Like Kareem, Reggie, Billie Jean, O.J., Arnie and Pelé, Martina has outlived the need for a surname, which is just as well, because few athletes have suffered such indignities of mispronunciation as she. In spite of almost a decade of practice, tennis umpires on both sides of the Atlantic still have trouble wrapping their tongues around...Natri-lova...Natra-vi-lova...Navra-ti-lo-va. Ahh, now you've got it.
But Martina's singularity only begins with her name. She doesn't look like anybody else. Her hooded and slightly melancholy hazel eyes, the flat planes of her face, her straight, baby-fine hair and the extraordinary definition of the muscles of her arms and legs fit no known mold. She doesn't behave like anyone else. At one time or another she overindulged, with the joyous abandon of the newly rich, in almost everything a capitalist society has to offer, and her not-so-private life has now and then been the talk if not the toast of several continents. She didn't want her life off the court scrutinized, but it happened.

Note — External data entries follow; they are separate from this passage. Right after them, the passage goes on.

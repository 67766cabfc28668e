//! Command implementations and argument parsing for the primrose CLI.

use std::fs::File;
use std::io::{self, BufReader, Write};
use std::path::{Path, PathBuf};
use std::time::{Duration, Instant};

use clap::{Args, Parser, Subcommand, ValueEnum};
use primrose_core::{Graph, MinimumSpanningTree, MstError, PrimStrategy};
use primrose_providers_edgelist::{EdgeListError, EdgeListProvider};
use thiserror::Error;
use tracing::{Span, field, info, instrument};

/// Top-level CLI options parsed by [`clap`].
#[derive(Debug, Parser, Clone)]
#[command(
    name = "primrose",
    about = "Compute minimum spanning trees with Prim's algorithm."
)]
pub struct Cli {
    /// Command to execute.
    #[command(subcommand)]
    pub command: Command,
}

/// Supported CLI commands.
#[derive(Debug, Subcommand, Clone)]
pub enum Command {
    /// Build the spanning tree of an edge-list file.
    Run(RunCommand),
}

/// Options accepted by the `run` command.
#[derive(Debug, Args, Clone)]
pub struct RunCommand {
    /// Path to the edge-list file (`<V> <E>` header, then `src dst weight` lines).
    pub path: PathBuf,

    /// Which builder(s) to run.
    #[arg(long, value_enum, default_value_t = AlgorithmChoice::Both)]
    pub algorithm: AlgorithmChoice,

    /// Vertex to grow the tree from (defaults to the first vertex in the file).
    #[arg(long)]
    pub start: Option<u64>,

    /// Print every selected tree edge.
    #[arg(long)]
    pub show_edges: bool,

    /// Override name for the data source (defaults to the file name).
    #[arg(long)]
    pub name: Option<String>,
}

/// Builders selectable from the command line.
#[derive(Debug, Clone, Copy, PartialEq, Eq, ValueEnum)]
pub enum AlgorithmChoice {
    /// Rescan the frontier on every iteration.
    Naive,
    /// Binary heap with lazy deletion.
    Heap,
    /// Run both and check that their total weights agree.
    Both,
}

impl AlgorithmChoice {
    /// Strategies to run, in execution order.
    #[must_use]
    pub fn strategies(self) -> &'static [PrimStrategy] {
        match self {
            Self::Naive => &[PrimStrategy::Naive],
            Self::Heap => &[PrimStrategy::Heap],
            Self::Both => &PrimStrategy::ALL,
        }
    }
}

/// Errors surfaced while executing CLI commands.
#[derive(Debug, Error)]
pub enum CliError {
    /// The input file could not be opened.
    #[error("failed to open `{path}`: {source}")]
    Io {
        /// Path that triggered the failure.
        path: PathBuf,
        /// Underlying operating system error.
        #[source]
        source: io::Error,
    },
    /// Edge-list parsing failed.
    #[error(transparent)]
    EdgeList(#[from] EdgeListError),
    /// A spanning-tree builder failed.
    #[error(transparent)]
    Mst(#[from] MstError),
    /// The two builders disagreed on the total weight.
    #[error("total weights differ: naive={naive}, heap={heap}")]
    WeightMismatch {
        /// Total reported by the naive builder.
        naive: f64,
        /// Total reported by the heap builder.
        heap: f64,
    },
}

impl CliError {
    /// Returns the stable code of the underlying failure.
    #[must_use]
    pub const fn code(&self) -> &'static str {
        match self {
            Self::Io { .. } => "CLI_IO",
            Self::EdgeList(err) => err.code().as_str(),
            Self::Mst(err) => err.code().as_str(),
            Self::WeightMismatch { .. } => "CLI_WEIGHT_MISMATCH",
        }
    }
}

/// Outcome of one builder run.
#[derive(Debug, Clone)]
pub struct AlgorithmRun {
    /// Builder that produced the tree.
    pub strategy: PrimStrategy,
    /// The spanning tree.
    pub tree: MinimumSpanningTree<u64>,
    /// Wall-clock time spent in the builder.
    pub elapsed: Duration,
}

/// Summarises the outcome of executing a CLI command.
#[derive(Debug, Clone)]
pub struct ExecutionSummary {
    /// Name of the loaded data source.
    pub data_source: String,
    /// Number of distinct vertices in the graph.
    pub vertices: usize,
    /// Number of edges kept by the graph.
    pub edges: usize,
    /// One entry per builder, in execution order.
    pub runs: Vec<AlgorithmRun>,
    /// Whether [`render_summary`] lists the tree edges.
    pub show_edges: bool,
}

/// Executes the CLI command represented by `cli`.
///
/// # Errors
/// Returns [`CliError`] when loading the file or building the tree fails.
///
/// # Examples
/// ```
/// # use std::error::Error;
/// # use primrose_cli::cli::{AlgorithmChoice, Cli, Command, RunCommand, run_cli};
/// # use tempfile::NamedTempFile;
/// #
/// # fn main() -> Result<(), Box<dyn Error>> {
/// let file = NamedTempFile::new()?;
/// std::fs::write(file.path(), "3 2\n1 2 3\n2 3 7\n")?;
/// let cli = Cli {
///     command: Command::Run(RunCommand {
///         path: file.path().to_path_buf(),
///         algorithm: AlgorithmChoice::Both,
///         start: None,
///         show_edges: false,
///         name: None,
///     }),
/// };
/// let summary = run_cli(cli)?;
/// assert_eq!(summary.runs.len(), 2);
/// assert_eq!(summary.runs[0].tree.total_weight(), 10.0);
/// # Ok(())
/// # }
/// ```
#[instrument(name = "cli.run", err, skip(cli), fields(command = field::Empty))]
pub fn run_cli(cli: Cli) -> Result<ExecutionSummary, CliError> {
    match cli.command {
        Command::Run(run) => {
            Span::current().record("command", field::display("run"));
            run_command(run)
        }
    }
}

#[instrument(
    name = "cli.execute",
    err,
    skip(command),
    fields(path = field::Empty, algorithm = field::Empty, start = field::Empty),
)]
pub(super) fn run_command(command: RunCommand) -> Result<ExecutionSummary, CliError> {
    let RunCommand {
        path,
        algorithm,
        start,
        show_edges,
        name,
    } = command;
    let span = Span::current();
    span.record("path", field::display(path.display()));
    span.record("algorithm", field::debug(algorithm));
    if let Some(start) = start {
        span.record("start", start);
    }

    let chosen_name = derive_data_source_name(&path, name.as_deref());
    let provider = EdgeListProvider::try_from_reader(chosen_name, open_reader(&path)?)?;
    let graph = provider.graph();

    let runs = algorithm
        .strategies()
        .iter()
        .map(|&strategy| timed_run(graph, strategy, start))
        .collect::<Result<Vec<_>, _>>()?;
    ensure_weights_agree(&runs)?;

    info!(
        data_source = provider.name(),
        vertices = graph.vertex_count(),
        runs = runs.len(),
        "command completed"
    );
    Ok(ExecutionSummary {
        data_source: provider.name().to_owned(),
        vertices: graph.vertex_count(),
        edges: graph.edge_count(),
        runs,
        show_edges,
    })
}

fn timed_run(
    graph: &Graph<u64>,
    strategy: PrimStrategy,
    start: Option<u64>,
) -> Result<AlgorithmRun, CliError> {
    let started = Instant::now();
    let tree = match start {
        Some(vertex) => strategy.run_from(graph, &vertex)?,
        None => strategy.run(graph)?,
    };
    let elapsed = started.elapsed();
    info!(
        algorithm = strategy.as_str(),
        total_weight = tree.total_weight(),
        elapsed_us = %elapsed.as_micros(),
        "spanning tree built"
    );
    Ok(AlgorithmRun {
        strategy,
        tree,
        elapsed,
    })
}

/// Fails when the naive and heap totals both exist and differ.
pub(super) fn ensure_weights_agree(runs: &[AlgorithmRun]) -> Result<(), CliError> {
    let total = |wanted: PrimStrategy| {
        runs.iter()
            .find(|run| run.strategy == wanted)
            .map(|run| run.tree.total_weight())
    };
    match (total(PrimStrategy::Naive), total(PrimStrategy::Heap)) {
        (Some(naive), Some(heap)) if naive != heap => {
            Err(CliError::WeightMismatch { naive, heap })
        }
        _ => Ok(()),
    }
}

#[instrument(name = "cli.open_reader", err, fields(path = field::Empty))]
pub(super) fn open_reader(path: &Path) -> Result<BufReader<File>, CliError> {
    Span::current().record("path", field::display(path.display()));
    let file = File::open(path).map_err(|source| CliError::Io {
        path: path.to_path_buf(),
        source,
    })?;
    Ok(BufReader::new(file))
}

pub(super) fn derive_data_source_name(path: &Path, override_name: Option<&str>) -> String {
    if let Some(name) = override_name {
        return name.to_owned();
    }

    path.file_stem()
        .and_then(|value| value.to_str())
        .map(ToOwned::to_owned)
        .unwrap_or_else(|| "data_source".to_owned())
}

/// Renders `summary` to `writer` in a human-readable text format.
///
/// # Errors
/// Returns [`io::Error`] if writing to the supplied writer fails.
pub fn render_summary(summary: &ExecutionSummary, mut writer: impl Write) -> io::Result<()> {
    writeln!(writer, "data source: {}", summary.data_source)?;
    writeln!(writer, "vertices: {}", summary.vertices)?;
    writeln!(writer, "edges: {}", summary.edges)?;
    for run in &summary.runs {
        writeln!(
            writer,
            "{}: total weight {}, tree edges {}, elapsed {}us",
            run.strategy,
            run.tree.total_weight(),
            run.tree.len(),
            run.elapsed.as_micros(),
        )?;
        if summary.show_edges {
            for edge in run.tree.edges() {
                writeln!(
                    writer,
                    "\t{}\t{}\t{}",
                    edge.source(),
                    edge.target(),
                    edge.weight()
                )?;
            }
        }
    }
    Ok(())
}
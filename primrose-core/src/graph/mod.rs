//! Undirected weighted graph storage.
//!
//! Vertices are kept in first-seen insertion order and mapped to dense
//! indices. Each vertex owns an adjacency list of `(neighbour, weight)`
//! entries, so neighbour queries run in time proportional to the degree.
//! Adjacency is symmetric: an edge `(u, v, w)` is recorded in both lists.

mod builder;

use std::{collections::HashMap, fmt, hash::Hash, sync::Arc};

use crate::error::GraphError;

pub use self::builder::GraphBuilder;

/// Identifier usable as a graph vertex.
///
/// Implemented for every type that can be cloned, hashed, compared and
/// rendered; integers and strings both qualify.
pub trait Vertex: Clone + Eq + Hash + fmt::Display {}

impl<T> Vertex for T where T: Clone + Eq + Hash + fmt::Display {}

/// A single undirected weighted edge.
///
/// # Examples
/// ```
/// use primrose_core::Edge;
///
/// let edge = Edge::new("a", "b", 2.5);
/// assert_eq!(edge.weight(), 2.5);
/// let same: Edge<&str> = ("a", "b", 2.5).into();
/// assert_eq!(edge, same);
/// ```
#[derive(Clone, Debug, PartialEq)]
pub struct Edge<V> {
    source: V,
    target: V,
    weight: f64,
}

impl<V> Edge<V> {
    /// Creates an edge between `source` and `target`.
    #[must_use]
    pub const fn new(source: V, target: V, weight: f64) -> Self {
        Self {
            source,
            target,
            weight,
        }
    }

    /// Returns the first endpoint as supplied by the caller.
    #[must_use]
    #[rustfmt::skip]
    pub const fn source(&self) -> &V { &self.source }

    /// Returns the second endpoint as supplied by the caller.
    #[must_use]
    #[rustfmt::skip]
    pub const fn target(&self) -> &V { &self.target }

    /// Returns the edge weight.
    #[must_use]
    #[rustfmt::skip]
    pub const fn weight(&self) -> f64 { self.weight }
}

impl<V> From<(V, V, f64)> for Edge<V> {
    fn from((source, target, weight): (V, V, f64)) -> Self {
        Self::new(source, target, weight)
    }
}

/// Entry in a vertex's adjacency list.
#[derive(Clone, Copy, Debug, PartialEq)]
pub(crate) struct Adjacent {
    pub(crate) vertex: usize,
    pub(crate) weight: f64,
}

/// Immutable undirected weighted graph.
///
/// Build one with [`Graph::from_edges`] or [`GraphBuilder`]. The graph is
/// read-only afterwards, so it can be shared between threads and handed to
/// several spanning-tree computations at once.
///
/// # Examples
/// ```
/// use primrose_core::Graph;
///
/// let graph = Graph::from_edges([(1, 2, 3.0), (2, 3, 7.0)])?;
/// assert_eq!(graph.vertices(), &[1, 2, 3]);
/// assert_eq!(graph.edge_count(), 2);
/// let neighbours: Vec<_> = graph.neighbors(&2)?.collect();
/// assert_eq!(neighbours, vec![(&1, 3.0), (&3, 7.0)]);
/// # Ok::<(), primrose_core::GraphError>(())
/// ```
#[derive(Clone, Debug)]
pub struct Graph<V> {
    vertices: Vec<V>,
    index: HashMap<V, usize>,
    adjacency: Vec<Vec<Adjacent>>,
    edges: Vec<(usize, usize, f64)>,
}

impl<V: Vertex> PartialEq for Graph<V> {
    fn eq(&self, other: &Self) -> bool {
        self.vertices == other.vertices
            && self.index == other.index
            && self.adjacency == other.adjacency
            && self.edges == other.edges
    }
}

impl<V: Vertex> Graph<V> {
    /// Builds a graph from a sequence of `(u, v, weight)` edges.
    ///
    /// Vertices are registered in the order they are first seen. Self-loops
    /// register their endpoint but are otherwise discarded because they can
    /// never join a new vertex to a spanning tree. Parallel edges are kept.
    ///
    /// # Errors
    /// Returns [`GraphError::NonFiniteWeight`] when an edge weight is NaN or
    /// infinite.
    pub fn from_edges<I>(edges: I) -> Result<Self, GraphError>
    where
        I: IntoIterator<Item = (V, V, f64)>,
    {
        GraphBuilder::new().with_edges(edges).build()
    }

    /// Starts an incremental [`GraphBuilder`].
    #[must_use]
    pub fn builder() -> GraphBuilder<V> {
        GraphBuilder::new()
    }

    /// Returns `true` when `vertex` belongs to the graph.
    #[must_use]
    pub fn contains(&self, vertex: &V) -> bool {
        self.index.contains_key(vertex)
    }

    /// Returns the dense index assigned to `vertex`, if present.
    #[must_use]
    pub fn index_of(&self, vertex: &V) -> Option<usize> {
        self.index.get(vertex).copied()
    }

    /// Returns the neighbours of `vertex` with the connecting edge weights,
    /// in edge insertion order.
    ///
    /// # Errors
    /// Returns [`GraphError::UnknownVertex`] when `vertex` is absent.
    pub fn neighbors(&self, vertex: &V) -> Result<Neighbors<'_, V>, GraphError> {
        let index = self.require_index(vertex)?;
        Ok(Neighbors {
            graph: self,
            entries: self.adjacent(index).iter(),
        })
    }

    /// Iterates over every stored undirected edge once, in insertion order.
    pub fn edges(&self) -> impl Iterator<Item = Edge<&V>> + '_ {
        self.edges.iter().filter_map(|&(source, target, weight)| {
            Some(Edge::new(
                self.vertex(source)?,
                self.vertex(target)?,
                weight,
            ))
        })
    }

    pub(crate) fn require_index(&self, vertex: &V) -> Result<usize, GraphError> {
        self.index_of(vertex)
            .ok_or_else(|| GraphError::UnknownVertex {
                vertex: Arc::from(vertex.to_string()),
            })
    }
}

impl<V> Graph<V> {
    /// Returns the vertices in first-seen insertion order.
    #[must_use]
    #[rustfmt::skip]
    pub fn vertices(&self) -> &[V] { &self.vertices }

    /// Returns the number of vertices.
    #[must_use]
    #[rustfmt::skip]
    pub fn vertex_count(&self) -> usize { self.vertices.len() }

    /// Returns the number of stored undirected edges, excluding self-loops.
    #[must_use]
    #[rustfmt::skip]
    pub fn edge_count(&self) -> usize { self.edges.len() }

    /// Returns `true` when the graph has no vertices.
    #[must_use]
    pub fn is_empty(&self) -> bool {
        self.vertices.is_empty()
    }

    pub(crate) fn vertex(&self, index: usize) -> Option<&V> {
        self.vertices.get(index)
    }

    pub(crate) fn adjacent(&self, index: usize) -> &[Adjacent] {
        self.adjacency.get(index).map(Vec::as_slice).unwrap_or_default()
    }
}

/// Iterator over a vertex's neighbours, yielded by [`Graph::neighbors`].
#[derive(Clone, Debug)]
pub struct Neighbors<'a, V> {
    graph: &'a Graph<V>,
    entries: std::slice::Iter<'a, Adjacent>,
}

impl<'a, V> Iterator for Neighbors<'a, V> {
    type Item = (&'a V, f64);

    fn next(&mut self) -> Option<Self::Item> {
        let graph = self.graph;
        self.entries
            .by_ref()
            .find_map(|entry| Some((graph.vertex(entry.vertex)?, entry.weight)))
    }

    fn size_hint(&self) -> (usize, Option<usize>) {
        (0, Some(self.entries.len()))
    }
}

And, when Martina is at her best, she doesn't play like anyone else. She is sublimely gifted in strength, athleticism and talent for tennis. The top of her game beats the top of everybody else's. But. She has the temperament of an operatic diva of the old school. Not since Suzanne Lenglen has such an extravagant personality occupied the center court of women's tennis. Martina is at once warm, generous, passionate, impulsive, paranoid, arrogant, sentimental and naive. At times her mercurial nature inspires her play; at others it gets in the way. Ted Tinling, the majordomo of the women's game, once told World Tennis, "She is the greatest serve-and-volleyer women's tennis has ever seen. She has fantastic concept, unbelievable imagination." But. "She has that dramatic Slav temperament that requires the stimulus of a crisis.... She's always going to have the storm; she's always going to underassess her opponent and underassess her own ability to handle it when the storm hits. I've always said she goes from arrogance to panic with nothing in between."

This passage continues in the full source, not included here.